LXXIII. Cependant je n’inventerai rien ; je me souviendrai que c’est moins un particulier que j’ai voulu accuser, qu’un peuple que je me suis chargé de défendre ; que les juges doivent m’entendre comme dans une cause qui m’a été déférée, et non comme dans un procès que j’ai suscité ; que je satisferai les Siciliens, si j’expose avec exactitude ce que j’ai découvert en Sicile, ce qu’ils m’ont appris eux-mêmes ; le peuple romain, si je parle sans redouter le crédit ni le pouvoir de personne ; les juges, si par mes soins et par mon zèle je leur donne le moyen de prononcer selon l’honneur et la justice ; moi-même, si je ne m’écarte en rien d’un plan de conduite que je me suis toujours proposé de suivre. Verrès, ne craignez donc pas que j’invente rien contre vous ; réjouissez-vous plutôt de ce que sachant beaucoup de vos actions, j’ai résolu de les taire, comme trop honteuses, ou peu croyables. Je n’examinerai, juges, que les faits qui regardent les associés de la ferme. Pour que vous puissiez enfin savoir la vérité, je chercherai s’il a été pris un arrêté. Quand je m’en serai convaincu, je chercherai si les lettres ont été supprimées. Ce point constaté, je vous laisserai tirer vous-mêmes les conséquences : vous verrez que, si ces chevaliers romains qui ont pris cet arrêté en faveur de Verrès étaient maintenant ses juges, ils le condamneraient sans aucun doute, puisqu’ils sauraient que des lettres leur ayant été envoyées qui déposaient de ses vols, un arrêté les a supprimées. Eh bien ! cet homme, que condamneraient ceux-là mêmes qui lui voulaient toute sorte de bien, et qui ont été si obligeamment traités par lui, quelle puissance, quelle manœuvre, juges, le pourrait faire absoudre par vous ?

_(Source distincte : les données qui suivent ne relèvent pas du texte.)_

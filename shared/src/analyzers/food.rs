//! Food analyzer: free-text meal descriptions to calories and nutrition score

use crate::scoring::contains_keyword;
use serde::{Deserialize, Serialize};

/// Known meal phrases and their calorie estimates.
///
/// Matched in declaration order; the first phrase contained in a meal
/// description wins for that meal.
const MEAL_CALORIES: &[(&str, u32)] = &[
    ("avocado toast", 350),
    ("chicken salad", 400),
    ("pasta dinner", 600),
    ("breakfast", 300),
    ("lunch", 500),
    ("dinner", 600),
];

/// Calorie estimate for a meal that matches no table entry.
const DEFAULT_MEAL_CALORIES: u32 = 400;

/// Total-calorie thresholds for the tiered comment.
const LOW_INTAKE_CALORIES: u32 = 1200;
const HIGH_INTAKE_CALORIES: u32 = 2500;

/// Result of analyzing one day's meals
#[derive(Debug, Clone, PartialEq, Serialize, Deserialize)]
pub struct FoodReport {
    /// Estimated total calories for the day
    pub calories: u32,
    /// Nutrition score on a 0-10 scale
    pub nutrition_score: f64,
    /// Nutritional advice for the day
    pub comment: String,
}

/// Analyze a day's meal descriptions.
///
/// Each meal is matched case-insensitively against the calorie table; an
/// unmatched meal contributes the default estimate. The nutrition score is
/// a crude linear proxy (`total / 200`, capped at 10): recording more meals
/// raises it regardless of what was eaten.
pub fn analyze_meals(meals: &[String]) -> FoodReport {
    if meals.is_empty() {
        return FoodReport {
            calories: 0,
            nutrition_score: 0.0,
            comment: "No meals recorded today. Consider adding nutritious meals to your day."
                .to_string(),
        };
    }

    // Summed in u64 so an absurdly long meal list cannot overflow the
    // per-day total; the report field saturates at u32::MAX
    let mut total_calories: u64 = 0;
    for meal in meals {
        let estimate = MEAL_CALORIES
            .iter()
            .find(|(phrase, _)| contains_keyword(meal, phrase))
            .map(|(_, calories)| *calories)
            .unwrap_or(DEFAULT_MEAL_CALORIES);
        total_calories += u64::from(estimate);
    }

    let nutrition_score = (total_calories as f64 / 200.0).min(10.0);

    let comment = if total_calories < u64::from(LOW_INTAKE_CALORIES) {
        "Consider adding more nutritious meals to meet daily requirements."
    } else if total_calories > u64::from(HIGH_INTAKE_CALORIES) {
        "Good energy intake, but watch portion sizes for optimal health."
    } else {
        "Balanced calorie intake with good variety in your meals."
    };

    FoodReport {
        calories: total_calories.min(u64::from(u32::MAX)) as u32,
        nutrition_score,
        comment: comment.to_string(),
    }
}
//! Daily summary route
//!
//! Accepts the day's activity, produces the full summary (analyzers,
//! alignment, enhancement with deterministic fallback), records the entry
//! with the summary cached on it, and returns the summary.

use crate::error::ApiResult;
use crate::services::{SummaryService, UserService};
use crate::state::AppState;
use axum::{
    extract::{Path, State},
    routing::post,
    Json, Router,
};
use health_companion_shared::models::DailyActivityInput;
use health_companion_shared::summary::DailySummary;
use health_companion_shared::types::DailyLogRequest;
use uuid::Uuid;

/// Create summary routes
pub fn summary_routes() -> Router<AppState> {
    Router::new().route("/:user_id/daily-summary", post(daily_summary))
}

/// Produce and record a daily summary
///
/// POST /api/v1/users/:user_id/daily-summary
async fn daily_summary(
    State(state): State<AppState>,
    Path(user_id): Path<Uuid>,
    Json(req): Json<DailyLogRequest>,
) -> ApiResult<Json<DailySummary>> {
    let user = UserService::get_user(&state.store, user_id).await?;

    let input = DailyActivityInput {
        meals: req.meals.clone(),
        exercises: req.exercises.clone(),
        lifestyle: req.lifestyle.clone(),
    };
    let summary =
        SummaryService::daily_summary(state.enhancer.as_ref(), Some(&user.goal), &input).await;

    UserService::add_daily_entry(&state.store, user_id, &req, Some(summary.clone())).await?;
    Ok(Json(summary))
}
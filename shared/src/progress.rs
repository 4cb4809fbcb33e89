//! Progress derivation: streaks and recency over a user's entry history
//!
//! Storage order of entries is not guaranteed to be chronological, so every
//! derivation here sorts by date (descending) before walking.

use crate::models::DailyEntry;
use chrono::NaiveDate;

/// Count the unbroken run of consecutive calendar days ending today.
///
/// Entries are walked in date-descending order; an entry whose distance
/// from `today` (in days) equals the streak accumulated so far extends the
/// run, and the first mismatch stops it. An entry dated today satisfies
/// the first step with a distance of zero.
///
/// A second entry on an already-counted date has a distance one short of
/// the running streak, so it stops the walk rather than extending it;
/// callers wanting distinct-day streaks must submit one entry per date.
pub fn current_streak(entries: &[DailyEntry], today: NaiveDate) -> u32 {
    let mut dates: Vec<NaiveDate> = entries.iter().map(|entry| entry.date).collect();
    dates.sort_unstable_by(|a, b| b.cmp(a));

    let mut streak: u32 = 0;
    for date in dates {
        let days_diff = (today - date).num_days();
        if days_diff == i64::from(streak) {
            streak += 1;
        } else {
            break;
        }
    }
    streak
}

/// Date of the most recent entry, if any
pub fn last_entry_date(entries: &[DailyEntry]) -> Option<NaiveDate> {
    entries.iter().map(|entry| entry.date).max()
}

#[cfg(test)]
mod tests {
    use super::*;
    use crate::models::LifestyleMetrics;
    use chrono::{Duration, Utc};

    fn entry(date: NaiveDate) -> DailyEntry {
        DailyEntry {
            date,
            meals: vec![],
            exercises: vec![],
            lifestyle: LifestyleMetrics::default(),
            summary: None,
            created_at: Utc::now(),
        }
    }

    fn days_ago(today: NaiveDate, days: i64) -> NaiveDate {
        today - Duration::days(days)
    }

    #[test]
    fn empty_history_has_no_streak() {
        let today = Utc::now().date_naive();
        assert_eq!(current_streak(&[], today), 0);
    }

    #[test]
    fn single_entry_today_is_one() {
        let today = Utc::now().date_naive();
        assert_eq!(current_streak(&[entry(today)], today), 1);
    }

    #[test]
    fn today_and_yesterday_is_two() {
        let today = Utc::now().date_naive();
        let entries = vec![entry(today), entry(days_ago(today, 1))];
        assert_eq!(current_streak(&entries, today), 2);
    }

    #[test]
    fn streak_survives_unsorted_storage_order() {
        let today = Utc::now().date_naive();
        let entries = vec![
            entry(days_ago(today, 1)),
            entry(today),
            entry(days_ago(today, 2)),
        ];
        assert_eq!(current_streak(&entries, today), 3);
    }

    #[test]
    fn gap_breaks_the_streak() {
        let today = Utc::now().date_naive();
        // today, yesterday, then a two-day gap before older entries
        let entries = vec![
            entry(today),
            entry(days_ago(today, 1)),
            entry(days_ago(today, 4)),
            entry(days_ago(today, 5)),
        ];
        assert_eq!(current_streak(&entries, today), 2);
    }

    #[test]
    fn yesterday_only_still_counts_nothing() {
        // A run must start at distance zero, i.e. include today
        let today = Utc::now().date_naive();
        assert_eq!(current_streak(&[entry(days_ago(today, 1))], today), 0);
    }

    #[test]
    fn streak_duplicate_dates_stop_the_walk() {
        // Two entries dated today followed by yesterday: the duplicate's
        // distance (0) no longer matches the streak (1), so the walk stops
        // at 1 instead of reaching yesterday. Preserved behavior; callers
        // are expected to submit one entry per date.
        let today = Utc::now().date_naive();
        let entries = vec![entry(today), entry(today), entry(days_ago(today, 1))];
        assert_eq!(current_streak(&entries, today), 1);
    }

    #[test]
    fn last_entry_date_is_the_max() {
        let today = Utc::now().date_naive();
        let entries = vec![entry(days_ago(today, 3)), entry(today), entry(days_ago(today, 1))];
        assert_eq!(last_entry_date(&entries), Some(today));
        assert_eq!(last_entry_date(&[]), None);
    }
}
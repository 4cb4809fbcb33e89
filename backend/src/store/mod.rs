//! File-backed user store
//!
//! Persists the full user record set as one JSON document, the way the
//! system this replaces kept its `users.json`. The store is an explicitly
//! constructed handle with an `open`/`close` lifecycle; nothing here is
//! process-global.
//!
//! Every mutation rewrites the whole file. Writes are serialized behind a
//! single lock, but callers doing read-modify-write on one user are still
//! last-writer-wins under concurrency; that limitation is inherited and
//! deliberately not strengthened.

use anyhow::{Context, Result};
use health_companion_shared::models::User;
use std::path::{Path, PathBuf};
use std::sync::Arc;
use tokio::sync::RwLock;
use tracing::{debug, info};
use uuid::Uuid;

/// Store file name inside the data directory
const STORE_FILE: &str = "users.json";

/// Handle to the user store.
///
/// Cheap to clone; all clones share the same in-memory state and file.
#[derive(Clone)]
pub struct UserStore {
    inner: Arc<StoreInner>,
}

struct StoreInner {
    path: PathBuf,
    /// Users in insertion order. Secondary lookups (email) take the first
    /// match in this order, which makes duplicate-email input predictable.
    users: RwLock<Vec<User>>,
}

impl UserStore {
    /// Open the store, creating the data directory and loading any
    /// existing records.
    pub async fn open(data_dir: &Path) -> Result<Self> {
        tokio::fs::create_dir_all(data_dir)
            .await
            .with_context(|| format!("creating data directory {}", data_dir.display()))?;

        let path = data_dir.join(STORE_FILE);
        let users: Vec<User> = match tokio::fs::read(&path).await {
            Ok(bytes) => serde_json::from_slice(&bytes)
                .with_context(|| format!("parsing user store {}", path.display()))?,
            Err(err) if err.kind() == std::io::ErrorKind::NotFound => Vec::new(),
            Err(err) => {
                return Err(err).with_context(|| format!("reading user store {}", path.display()))
            }
        };

        info!(path = %path.display(), users = users.len(), "User store opened");

        Ok(Self {
            inner: Arc::new(StoreInner {
                path,
                users: RwLock::new(users),
            }),
        })
    }

    /// Flush the store to disk and release the handle's claim on it.
    ///
    /// Mutations already persist eagerly; this exists so shutdown has a
    /// deterministic final write.
    pub async fn close(&self) -> Result<()> {
        let users = self.inner.users.read().await;
        self.persist(&users).await?;
        info!(path = %self.inner.path.display(), "User store closed");
        Ok(())
    }

    /// Insert a new user record.
    pub async fn insert(&self, user: User) -> Result<()> {
        let mut users = self.inner.users.write().await;
        users.push(user);
        self.persist(&users).await
    }

    /// Fetch a user by id.
    pub async fn get(&self, id: Uuid) -> Option<User> {
        let users = self.inner.users.read().await;
        users.iter().find(|user| user.id == id).cloned()
    }

    /// Fetch a user by email.
    ///
    /// Uniqueness is expected but not enforced; with duplicates, the first
    /// stored match is authoritative.
    pub async fn find_by_email(&self, email: &str) -> Option<User> {
        let users = self.inner.users.read().await;
        users
            .iter()
            .find(|user| user.credentials.email == email)
            .cloned()
    }

    /// Replace a stored user record wholesale.
    ///
    /// Returns false when no record with the user's id exists.
    pub async fn save(&self, user: User) -> Result<bool> {
        let mut users = self.inner.users.write().await;
        match users.iter_mut().find(|stored| stored.id == user.id) {
            Some(stored) => {
                *stored = user;
                self.persist(&users).await?;
                Ok(true)
            }
            None => Ok(false),
        }
    }

    /// Number of stored users.
    pub async fn len(&self) -> usize {
        self.inner.users.read().await.len()
    }

    /// Whether the store holds no users.
    pub async fn is_empty(&self) -> bool {
        self.len().await == 0
    }

    /// Write the whole record set to disk (temp file + rename).
    async fn persist(&self, users: &[User]) -> Result<()> {
        let bytes = serde_json::to_vec_pretty(users).context("serializing user store")?;
        let tmp_path = self.inner.path.with_extension("json.tmp");

        tokio::fs::write(&tmp_path, &bytes)
            .await
            .with_context(|| format!("writing user store {}", tmp_path.display()))?;
        tokio::fs::rename(&tmp_path, &self.inner.path)
            .await
            .with_context(|| format!("replacing user store {}", self.inner.path.display()))?;

        debug!(users = users.len(), "User store persisted");
        Ok(())
    }
}
//! Data models for the Health Companion application

use chrono::{DateTime, NaiveDate, Utc};
use serde::{Deserialize, Serialize};
use uuid::Uuid;

use crate::summary::DailySummary;

/// Gender, used for profile bookkeeping only
#[derive(Debug, Clone, Copy, PartialEq, Eq, Serialize, Deserialize)]
#[serde(rename_all = "lowercase")]
pub enum Gender {
    Male,
    Female,
    Other,
}

/// Self-reported activity level
#[derive(Debug, Clone, Copy, PartialEq, Eq, Serialize, Deserialize, Default)]
#[serde(rename_all = "snake_case")]
pub enum ActivityLevel {
    Sedentary,
    #[default]
    LightlyActive,
    ModeratelyActive,
    VeryActive,
    ExtraActive,
}

/// Goal category
#[derive(Debug, Clone, Copy, PartialEq, Eq, Serialize, Deserialize)]
#[serde(rename_all = "snake_case")]
pub enum GoalType {
    WeightLoss,
    WeightGain,
    MuscleGain,
    Endurance,
    GeneralHealth,
    StressReduction,
    BetterSleep,
}

impl GoalType {
    /// Human-readable label for summaries and goal descriptions
    pub fn label(&self) -> &'static str {
        match self {
            GoalType::WeightLoss => "weight loss",
            GoalType::WeightGain => "weight gain",
            GoalType::MuscleGain => "muscle gain",
            GoalType::Endurance => "endurance",
            GoalType::GeneralHealth => "general health",
            GoalType::StressReduction => "stress reduction",
            GoalType::BetterSleep => "better sleep",
        }
    }
}

/// A user's declared health goal.
///
/// Created once at signup and regenerated on profile update; absent targets
/// mean the corresponding alignment check is skipped, not zero-scored.
#[derive(Debug, Clone, PartialEq, Serialize, Deserialize)]
pub struct UserGoal {
    pub goal_type: GoalType,
    pub target_weight_kg: Option<f64>,
    pub target_calories_per_day: Option<u32>,
    pub target_protein_per_day: Option<f64>,
    pub target_exercise_minutes_per_week: Option<u32>,
    pub target_sleep_hours: Option<f64>,
    pub target_screen_time_hours: Option<f64>,
    pub target_stress_level: Option<f64>,
    pub goal_description: String,
    pub created_at: DateTime<Utc>,
}

/// Raw lifestyle metrics as submitted.
///
/// All fields are optional; the lifestyle analyzer substitutes documented
/// defaults (8h sleep, 2h screen time, stress level 5) for absent values.
#[derive(Debug, Clone, PartialEq, Default, Serialize, Deserialize)]
pub struct LifestyleMetrics {
    pub sleep_hours: Option<f64>,
    pub screen_time: Option<f64>,
    pub stress_level: Option<f64>,
}

/// One day's submitted activity
#[derive(Debug, Clone, PartialEq, Default, Serialize, Deserialize)]
pub struct DailyActivityInput {
    #[serde(default)]
    pub meals: Vec<String>,
    #[serde(default)]
    pub exercises: Vec<String>,
    #[serde(default)]
    pub lifestyle: LifestyleMetrics,
}

/// One recorded day in a user's history.
///
/// Entries are append-only: never mutated after creation, never deleted in
/// normal operation. One entry per date is intended but not enforced.
#[derive(Debug, Clone, PartialEq, Serialize, Deserialize)]
pub struct DailyEntry {
    pub date: NaiveDate,
    pub meals: Vec<String>,
    pub exercises: Vec<String>,
    pub lifestyle: LifestyleMetrics,
    #[serde(skip_serializing_if = "Option::is_none", default)]
    pub summary: Option<DailySummary>,
    pub created_at: DateTime<Utc>,
}

/// A user's recorded history and derived progress fields.
///
/// `total_entries`, `current_streak`, and `last_entry_date` are always
/// recomputed from `entries`; they are cached for the progress endpoint,
/// never trusted as independent truth.
#[derive(Debug, Clone, PartialEq, Default, Serialize, Deserialize)]
pub struct UserProgress {
    pub entries: Vec<DailyEntry>,
    pub total_entries: usize,
    pub current_streak: u32,
    pub last_entry_date: Option<NaiveDate>,
}

/// Login credentials.
///
/// The password is stored and compared in plaintext. This is a known
/// defect carried over from the system being replaced; hashing is
/// explicitly out of scope here.
#[derive(Debug, Clone, PartialEq, Serialize, Deserialize)]
pub struct Credentials {
    pub email: String,
    pub password: String,
    pub created_at: DateTime<Utc>,
}

/// Demographic and preference attributes used for goal generation
#[derive(Debug, Clone, PartialEq, Serialize, Deserialize)]
pub struct UserProfile {
    pub name: String,
    pub age: u32,
    pub gender: Gender,
    /// Weight in kilograms
    pub weight_kg: f64,
    /// Height in centimeters
    pub height_cm: f64,
    pub activity_level: ActivityLevel,
    #[serde(default)]
    pub medical_conditions: Vec<String>,
    #[serde(default)]
    pub dietary_restrictions: Vec<String>,
    pub primary_health_goal: String,
    #[serde(skip_serializing_if = "Option::is_none", default)]
    pub motivation: Option<String>,
}

/// User account record as persisted
#[derive(Debug, Clone, PartialEq, Serialize, Deserialize)]
pub struct User {
    pub id: Uuid,
    pub credentials: Credentials,
    pub profile: UserProfile,
    pub goal: UserGoal,
    pub progress: UserProgress,
    pub created_at: DateTime<Utc>,
    pub updated_at: DateTime<Utc>,
}
//! Business logic services
//!
//! Services are stateless unit structs; they take the store and any
//! collaborators as arguments rather than holding them.

pub mod enhancer;
pub mod goals;
pub mod summary;
pub mod users;

pub use goals::GoalService;
pub use summary::SummaryService;
pub use users::UserService;
//! Health check endpoints
//!
//! Provides Kubernetes-compatible health check endpoints:
//! - /health - Basic health check
//! - /health/ready - Readiness probe (checks the user store)
//! - /health/live - Liveness probe (always returns OK if server is running)

use crate::state::AppState;
use axum::{extract::State, Json};
use serde::Serialize;

/// Health check response
#[derive(Serialize)]
pub struct HealthResponse {
    pub status: String,
    pub version: String,
    #[serde(skip_serializing_if = "Option::is_none")]
    pub checks: Option<HealthChecks>,
}

/// Individual health checks
#[derive(Serialize)]
pub struct HealthChecks {
    pub store: CheckStatus,
}

/// Status of an individual check
#[derive(Serialize)]
pub struct CheckStatus {
    pub status: String,
    pub users: usize,
}

/// Basic health check endpoint
pub async fn health_check() -> Json<HealthResponse> {
    Json(HealthResponse {
        status: "healthy".to_string(),
        version: env!("CARGO_PKG_VERSION").to_string(),
        checks: None,
    })
}

/// Readiness probe - checks if the service is ready to accept traffic.
///
/// The store is in-memory once opened, so readiness reduces to the store
/// handle existing; the user count doubles as a cheap smoke signal.
pub async fn readiness_check(State(state): State<AppState>) -> Json<HealthResponse> {
    let users = state.store.len().await;
    Json(HealthResponse {
        status: "ready".to_string(),
        version: env!("CARGO_PKG_VERSION").to_string(),
        checks: Some(HealthChecks {
            store: CheckStatus {
                status: "healthy".to_string(),
                users,
            },
        }),
    })
}

/// Liveness probe - checks if the service is alive
pub async fn liveness_check() -> Json<HealthResponse> {
    Json(HealthResponse {
        status: "alive".to_string(),
        version: env!("CARGO_PKG_VERSION").to_string(),
        checks: None,
    })
}

#[cfg(test)]
mod tests {
    use super::*;

    #[tokio::test]
    async fn health_check_returns_healthy() {
        let response = health_check().await;
        assert_eq!(response.status, "healthy");
        assert!(!response.version.is_empty());
    }

    #[tokio::test]
    async fn liveness_check_returns_alive() {
        let response = liveness_check().await;
        assert_eq!(response.status, "alive");
    }
}
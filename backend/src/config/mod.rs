//! Configuration management for the Health Companion backend
//!
//! Configuration is loaded hierarchically:
//! 1. Default values (in code)
//! 2. TOML config files (config/development.toml or config/production.toml)
//! 3. Environment variables (prefix: HC__)

use anyhow::Result;
use serde::{Deserialize, Serialize};
use std::env;
use std::path::PathBuf;

/// Application configuration
#[derive(Debug, Clone, Serialize, Deserialize)]
pub struct AppConfig {
    pub server: ServerConfig,
    pub storage: StorageConfig,
    #[serde(default)]
    pub enhancer: EnhancerConfig,
}

/// Server configuration
#[derive(Debug, Clone, Serialize, Deserialize)]
pub struct ServerConfig {
    pub host: String,
    pub port: u16,
}

/// Storage configuration for the file-backed user store
#[derive(Debug, Clone, Serialize, Deserialize)]
pub struct StorageConfig {
    /// Directory holding the users.json store file
    pub data_dir: PathBuf,
}

/// LLM-enhancement configuration.
///
/// The enhancer is optional: when disabled or unreachable, the summary
/// pipeline always falls back to the deterministic composition.
#[derive(Debug, Clone, Serialize, Deserialize)]
pub struct EnhancerConfig {
    pub enabled: bool,
    pub url: String,
    pub model: String,
    /// Bound on the whole enhancement request, in seconds
    pub timeout_secs: u64,
}

impl Default for EnhancerConfig {
    fn default() -> Self {
        Self {
            enabled: false,
            url: "http://localhost:11434".to_string(),
            model: "llama3.2".to_string(),
            timeout_secs: 10,
        }
    }
}

impl Default for AppConfig {
    fn default() -> Self {
        Self {
            server: ServerConfig {
                host: "127.0.0.1".to_string(),
                port: 8080,
            },
            storage: StorageConfig {
                data_dir: PathBuf::from("data"),
            },
            enhancer: EnhancerConfig::default(),
        }
    }
}

impl AppConfig {
    /// Load configuration from files and environment
    ///
    /// Loading order (later sources override earlier):
    /// 1. Default values
    /// 2. Config file based on RUST_ENV (development.toml or production.toml)
    /// 3. Environment variables with HC__ prefix
    pub fn load() -> Result<Self> {
        let env = env::var("RUST_ENV").unwrap_or_else(|_| "development".to_string());
        let config_file = format!("config/{}.toml", env);

        let config = config::Config::builder()
            // Start with defaults
            .add_source(config::Config::try_from(&AppConfig::default())?)
            // Load from environment-specific config file
            .add_source(config::File::with_name(&config_file).required(false))
            // Override with environment variables (HC__ prefix)
            // e.g., HC__SERVER__PORT=9000 sets server.port
            .add_source(config::Environment::with_prefix("HC").separator("__"))
            .build()?;

        Ok(config.try_deserialize()?)
    }

    /// Check if running in production mode
    pub fn is_production() -> bool {
        env::var("RUST_ENV")
            .map(|v| v == "production")
            .unwrap_or(false)
    }
}
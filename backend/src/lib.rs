//! Health Companion backend library
//!
//! Exposes the application modules for integration tests and the binary.

pub mod config;
pub mod error;
pub mod routes;
pub mod services;
pub mod state;
pub mod store;
pub mod handler;
pub mod messages;

pub use handler::handle_websocket;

Et qu’on ne s’imagine pas que les pièces supprimées et soustraites aux juges aient toutes été si bien enfermées, si bien cachées, qu’avec cette exactitude que je pense qu’on attend de moi, je n’aie pu rien éventer, rien découvrir ! Tout ce qui pouvait être trouvé par quelque moyen, par quelque expédient, je l’ai trouvé : vous allez voir Verrès convaincu par l’évidence même. Comme j’ai consacré beaucoup de temps aux causes des fermiers publics, et que je m’honore de mes liaisons avec cet ordre de citoyens, je crois que l’expérience et l’habitude m’ont assez bien instruit de leurs usages.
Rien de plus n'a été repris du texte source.